# Assignment:
Every record must be restated exactly as written.

═══ Dataset content

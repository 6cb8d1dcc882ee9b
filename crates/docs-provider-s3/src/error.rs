use docs_provider_core::{Capability, ConfigError, ConnectionState, StorageError};

/// Errors surfaced by the S3 provider.
#[derive(Debug, thiserror::Error)]
pub enum ProviderError {
    #[error("Repository '{provider}' is not available")]
    RepositoryNotAvailable {
        provider: String,
        #[source]
        cause: Option<StorageError>,
    },

    #[error("Provider '{provider}' is not connected (state: {state})")]
    NotConnected {
        provider: String,
        state: ConnectionState,
    },

    #[error("Provider '{provider}' does not support {capability}")]
    NotSupported {
        provider: String,
        capability: Capability,
    },

    #[error("Configuration error: {0}")]
    Config(#[from] ConfigError),

    #[error(transparent)]
    Storage(#[from] StorageError),
}

pub type Result<T> = std::result::Result<T, ProviderError>;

══════

# Output below:
repository 6cb8d1dcc882ee9b
filename crates/docs-provider-s3/src/error.rs
use docs_provider_core::{Capability, ConfigError, ConnectionState, StorageError};

/// Errors surfaced by the S3 provider.
#[derive(Debug, thiserror::Error)]
pub enum ProviderError {
    #[error("Repository '{provider}' is not available")]
    RepositoryNotAvailable {
        provider: String,
        #[source]
        cause: Option<StorageError>,
    },

    #[error("Provider '{provider}' is not connected (state: {state})")]
    NotConnected {
        provider: String,
        state: ConnectionState,
    },

    #[error("Provider '{provider}' does not support {capability}")]
    NotSupported {
        provider: String,
        capability: Capability,
    },

    #[error("Configuration error: {0}")]
    Config(#[from] ConfigError),

    #[error(transparent)]
    Storage(#[from] StorageError),
}

pub type Result<T> = std::result::Result<T, ProviderError>;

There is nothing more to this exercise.